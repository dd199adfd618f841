//! Per-edge force density assembly: four superposed laws, each sanitized to
//! zero when it would otherwise produce a non-finite value (spec §4.2).

use crate::math::Scalars;
use crate::network::Network;

/// Replace non-finite (`NaN`/`±Inf`) entries with zero, row by row.
fn sanitize(values: Scalars) -> Scalars {
    values.map(|v| if v.is_finite() { v } else { 0.0 })
}

/// The four per-edge contributions to the force density, computed
/// independently so the mass estimator (spec §4.3) can reuse three of them
/// without re-deriving `q`.
pub struct EdgeLawTerms {
    pub q_pre: Scalars,
    pub q_fpre: Scalars,
    pub q_lpre: Scalars,
    pub q_ea: Scalars,
}

impl EdgeLawTerms {
    /// `q = q_pre + q_fpre + q_lpre + q_ea`.
    pub fn sum(&self) -> Scalars {
        &self.q_pre + &self.q_fpre + &self.q_lpre + &self.q_ea
    }
}

/// Assemble the four edge-law terms from the network's prescribed values and
/// the current edge lengths `l` and previous-iteration edge forces `f`.
///
/// `q_lpre` intentionally uses `f` from the *previous* iteration (spec §4.2
/// Observation) — this is the fixed-point scheme's one-step closure lag, not
/// a bug.
pub fn assemble(network: &Network, l: &Scalars, f: &Scalars) -> EdgeLawTerms {
    let q_pre = network.qpre.clone();

    // fpre / l, zeroed where l == 0
    let q_fpre = sanitize(network.fpre.component_div(l));

    // f / lpre, zeroed where lpre == 0 (no prescribed length)
    let q_lpre = sanitize(f.component_div(&network.lpre));

    // EA * (l - linit) / (linit * l), zeroed where linit == 0 or l == 0
    let strain_num = l - &network.linit;
    let denom = network.linit.component_mul(l);
    let q_ea = sanitize(network.ea.component_mul(&strain_num).component_div(&denom));

    EdgeLawTerms {
        q_pre,
        q_fpre,
        q_lpre,
        q_ea,
    }
}

#[cfg(test)]
mod tests {
    use super::*;
    use crate::math::{set_row, zero_points};

    fn bar_network(lpre: f64, linit: f64) -> Network {
        let mut vertices = zero_points(2);
        set_row(&mut vertices, 1, [2.0, 0.0, 0.0]);
        let loads = zero_points(2);
        Network::new(
            vertices,
            vec![(0, 1)],
            vec![0],
            loads,
            Scalars::from_vec(vec![1.0]),
            Scalars::from_vec(vec![0.0]),
            Scalars::from_vec(vec![lpre]),
            Scalars::from_vec(vec![linit]),
            Scalars::from_vec(vec![0.0]),
            Scalars::from_vec(vec![0.0]),
        )
        .unwrap()
    }

    #[test]
    fn zero_lpre_zeroes_that_term_not_the_whole_row() {
        let net = bar_network(0.0, 0.0);
        let l = Scalars::from_vec(vec![2.0]);
        let f = Scalars::from_vec(vec![5.0]);
        let terms = assemble(&net, &l, &f);
        assert_eq!(terms.q_lpre[0], 0.0);
        assert_eq!(terms.q_pre[0], 1.0);
        let q = terms.sum();
        assert_eq!(q[0], 1.0);
    }

    #[test]
    fn zero_edge_length_zeroes_fpre_term() {
        let net = bar_network(0.0, 0.0);
        let l = Scalars::from_vec(vec![0.0]);
        let f = Scalars::from_vec(vec![0.0]);
        let terms = assemble(&net, &l, &f);
        assert_eq!(terms.q_fpre[0], 0.0);
        assert!(terms.sum()[0].is_finite());
    }

    #[test]
    fn ea_law_contributes_when_strained() {
        let mut vertices = zero_points(2);
        set_row(&mut vertices, 1, [1.0, 0.0, 0.0]);
        let loads = zero_points(2);
        let net = Network::new(
            vertices,
            vec![(0, 1)],
            vec![0],
            loads,
            Scalars::from_vec(vec![0.0]),
            Scalars::from_vec(vec![0.0]),
            Scalars::from_vec(vec![0.0]),
            Scalars::from_vec(vec![1.0]),
            Scalars::from_vec(vec![100.0]),
            Scalars::from_vec(vec![1.0]),
        )
        .unwrap();
        let l = Scalars::from_vec(vec![2.0]);
        let f = Scalars::from_vec(vec![0.0]);
        let terms = assemble(&net, &l, &f);
        // EA * (l - linit) / (linit * l) = EA * pi * (2-1)/(1*2)
        let ea = 100.0 * std::f64::consts::PI;
        assert!((terms.q_ea[0] - ea * 0.5).abs() < 1e-9);
    }
}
• • • • • • •
> [Task goal]: Please go over the data above and tally every line holding "zeroed"; reply only with the count.

> [Result below]: 3